Cross-language information retrieval (CLIR) 
enables users to retrieve documents written in a 
language different from a query language. The 
methods used in CLIR fall into two categories:  
statistical approaches and translation approaches. 
Statistical methods establish cross-lingual 
associations without language translation 
(Dumais et al, 1997; Rehder et al, 1997; Yang et 
al, 1998). They require large-scale bilingual 
corpora. In translation approach, either queries 
or documents are translated. Though document 
translation is possible when high quality 
machine translation systems are available (Kwon 
et al, 1997; Oard and Hackett, 1997), it is not 
very practical. Query translation methods (Hull 
and Grefenstette, 1996; Davis, 1996; Eichmann 
et al, 1998; Yang et al, 1998; Jang et al, 1999; 
Chun, 2000) based on bilingual dictionaries, 
multilingual ontology or thesaurus are much 
more practical. Many researches adopt 
dictionary-based query translation because it is 
simpler and practical, given the wide availability 
of bilingual or multilingual dictionaries. In order 
to achieve a high performance CLIR using 
dictionary-based query translation, however, it is 
necessary to solve the problem of increased 
ambiguities of query terms. One way of 
resolving query ambiguities is to use the 
statistics, such as mutual information (Church 
and Hanks, 1990), to measure associations of 
query terms, on the basis of existing corpora 
(Jang et al, 1999). 
Document clusters, widely adopted in various 
applications such as browsing and viewing of 
document results (Hearst and Pedersen, 1996) or 
topic detection (Allan et al, 1998), also reflect 
the association of terms and documents. Lee et 
al (2001) showed that incorporating a document 
re-ranking method based on document clusters 
into the vector space retrieval achieved the 
significant improvement in monolingual IR, as it 
contributed to resolving ambiguities caused by 
polysemous query terms. 
The noise or ambiguity produced by 
dictionary-based query translation in CLIR is 
much larger than the polysemous ambiguities in 
monolingual IR. For example, a Korean term 
‘은행[eun-haeng]’ is a polysemous term with 
two meanings: ‘bank’ and ‘ginkgo’. The English 
term ‘bank’ itself is polysemous, so the 
translated query ends up having magnified 
ambiguities. We will show that the method we 
propose, i.e. implicit ambiguity resolution using 
incremental clustering, is highly effective in 
dealing with the increased query ambiguities in 
CLIR. 
2 Implicit ambiguity resolution using 
incremental clustering 
Figure 1 shows the overall architecture of our 
system which incorporates implicit ambiguity 
resolution method based on query-oriented 
document clusters. In the system, a query in 
Korean is first translated into English by looking 
up dictionaries, and documents are retrieved 
based on the vector space retrieval for the 
translated query. For the top-ranked retrieved 
documents, document clusters are incrementally 
created and the weight of each retrieved 
document is re-calculated by using clusters with 
preference. This phase is the core of our implicit 
ambiguity resolution method. Below, we will 
describe each module in the system. 
2.1 Dictionary-based query translation and 
ambiguities 
Queries are written in natural language in 
Korean. We first apply morphological analysis 
and part-of-speech (POS) tagging to a query, 
and select keywords based on the POS 
information. For each keyword, we look up 
Korean-English dictionaries, and all the English 
translations in the dictionaries are chosen as 
query terms. We used a general-purpose 
bilingual dictionary and technical bilingual 
dictionaries (Chun, 2000). All in all, they have 
282,511 Korean entries and 505,003 English 
translations. 
Since a term can have multiple translations, 
the list of translated query terms can contain 
terms of different meanings as well as synonyms. 

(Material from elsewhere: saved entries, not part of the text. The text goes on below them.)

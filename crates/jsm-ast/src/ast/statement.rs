//! Top-level statement nodes

use super::expression::Expression;
use super::node::{attach_comments, decode, node_type, take_comments, NodeFields};
use super::pattern::Pattern;
use serde::{Deserialize, Deserializer, Serialize};
use serde_json::{Map, Value};

/// Statement node
#[derive(Debug, Clone, PartialEq, Serialize)]
#[serde(untagged)]
pub enum Statement {
    /// `var`/`let`/`const` declaration
    VariableDeclaration(VariableDeclaration),

    /// Expression evaluated for its effect
    Expression(ExpressionStatement),

    /// Functions, classes, control flow and everything else
    Other(Value),
}

#[derive(Debug, Clone, PartialEq, Serialize, Deserialize)]
#[serde(tag = "type")]
pub struct VariableDeclaration {
    pub kind: VariableKind,
    pub declarations: Vec<VariableDeclarator>,

    #[serde(flatten)]
    pub rest: NodeFields,
}

/// Declaration keyword
#[derive(Debug, Clone, Copy, PartialEq, Eq, Serialize, Deserialize)]
#[serde(rename_all = "lowercase")]
pub enum VariableKind {
    Var,
    Let,
    Const,
}

#[derive(Debug, Clone, PartialEq, Serialize, Deserialize)]
#[serde(tag = "type")]
pub struct VariableDeclarator {
    pub id: Pattern,
    #[serde(default)]
    pub init: Option<Expression>,

    #[serde(flatten)]
    pub rest: NodeFields,
}

#[derive(Debug, Clone, PartialEq, Serialize, Deserialize)]
#[serde(tag = "type")]
pub struct ExpressionStatement {
    pub expression: Expression,

    #[serde(flatten)]
    pub rest: NodeFields,
}

impl<'de> Deserialize<'de> for Statement {
    fn deserialize<D>(deserializer: D) -> Result<Self, D::Error>
    where
        D: Deserializer<'de>,
    {
        let value = Value::deserialize(deserializer)?;
        let statement = match node_type(&value).as_str() {
            "VariableDeclaration" => Statement::VariableDeclaration(decode(value)?),
            "ExpressionStatement" => Statement::Expression(decode(value)?),
            _ => Statement::Other(value),
        };
        Ok(statement)
    }
}

impl Statement {
    /// Create a single-declarator declaration (`kind id = init`)
    pub fn declare(kind: VariableKind, id: Pattern, init: Expression) -> Self {
        Statement::VariableDeclaration(VariableDeclaration {
            kind,
            declarations: vec![VariableDeclarator {
                id,
                init: Some(init),
                rest: NodeFields::default(),
            }],
            rest: NodeFields::default(),
        })
    }

    /// Create an expression statement
    pub fn expression(expression: Expression) -> Self {
        Statement::Expression(ExpressionStatement {
            expression,
            rest: NodeFields::default(),
        })
    }

    /// Declaration behind this statement, if any
    pub fn as_declaration(&self) -> Option<&VariableDeclaration> {
        match self {
            Statement::VariableDeclaration(decl) => Some(decl),
            _ => None,
        }
    }

    /// Expression of an expression statement
    pub fn as_expression(&self) -> Option<&Expression> {
        match self {
            Statement::Expression(stmt) => Some(&stmt.expression),
            _ => None,
        }
    }

    /// Detach the comments attached to this statement
    pub fn take_comments(&mut self) -> NodeFields {
        self.fields_mut()
            .map(take_comments)
            .unwrap_or_default()
    }

    /// Attach comments taken from another statement
    ///
    /// Leading comments are placed before the statement's own.
    pub fn attach_comments(&mut self, comments: NodeFields) {
        if comments.is_empty() {
            return;
        }
        if let Some(fields) = self.fields_mut() {
            attach_comments(fields, comments);
        }
    }

    fn fields_mut(&mut self) -> Option<&mut Map<String, Value>> {
        match self {
            Statement::VariableDeclaration(decl) => Some(decl.rest.as_map_mut()),
            Statement::Expression(stmt) => Some(stmt.rest.as_map_mut()),
            Statement::Other(value) => value.as_object_mut(),
        }
    }
}

impl VariableDeclaration {
    /// Declarators whose binding and initializer are both present
    pub fn initialized(&self) -> impl Iterator<Item = (&Pattern, &Expression)> {
        self.declarations
            .iter()
            .filter_map(|decl| decl.init.as_ref().map(|init| (&decl.id, init)))
    }
}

While synonyms can improve retrieval 
effectiveness, terms with different meanings 
produced from the same original term can 
degrade retrieval performance tremendously. 
At this stage, we can apply statistical 
ambiguity resolution method based on mutual 
information. In the experiment below, we will 
examine two cases, i.e. with and without 
ambiguity resolution at this stage. 
2.2 Document retrieval based on vector space 
retrieval model 
For the query, documents are retrieved based on 
the vector space retrieval method. This method 
simply checks the existence of query terms, and 
calculates similarities between the query and 
documents. The query-document similarity of 
each document is calculated by vector inner 
product of the query and document vectors: 
di
t
i
qi
wwdqsimD ⋅=
∑
=1
),(              (1) 
where query and document weight,
qi
w and
di
w , 
are calculated by ntc-ltn weighting scheme  
which yields the best retrieval result in Lee et al 
(2001) among several weighting schemes used 
in SMART system (Salton, 1989). 
As the translated query can contain noises, 
non-relevant documents may have higher ranks 
than relevant documents. 
Figure 1. System architecture of implicit 
ambiguity resolution by incremental clustering. 
English Query with ambiguities
TREC 
AP-news 
collection
Korean-English 
Dictionaries
Korean Query
retrieved top N docs
Dictionary-based
Query Translation
Vector Space Retrieval
Each  document view
re-ranked results
…
Incremental Clusters
Document context view
Reflecting context
to each document 
2.3 Query-oriented incremental clustering for 
implicit ambiguity resolution 
In order to exclude non-relevant documents 
from higher ranks, we take top N documents to 
create clusters incrementally and dynamically, 
and use similarities between the clusters and the 
query to re-rank the documents. Basic idea is: 
Each cluster created by clustering of retrieved 
documents can be seen as giving a context of the 
documents belonging to the cluster; by 
calculating the similarity between each cluster 
and the query, therefore, we can spot the 
relevant context of the query; documents that 
belong to more relevant context or cluster are 
likely to be relevant to the query. 
It should be noted here that the static global 
clustering is not practical in the current setup, 
because it takes much computational time and 
the document space is too sparse (see Anick and 
Vaithyanathan (1997) for the comparison of 
static and dynamic clustering). 
2.3.1 Dynamic incremental centroid clustering 
We make clusters based on incremental centroid 
method. There are a few variations in the 
agglomerative clustering method. The 
agglomerative centroid method joins the pair of 
clusters with the most similar centroid at each 
stage (Frakes and Baeza-Yates, 1992).  
Incremental centroid clustering method is 
straightforward. The input document of 
incremental clustering proceeds according to the 
ranks of the top-ranked N documents resulted 
from vector space retrieval for a query. 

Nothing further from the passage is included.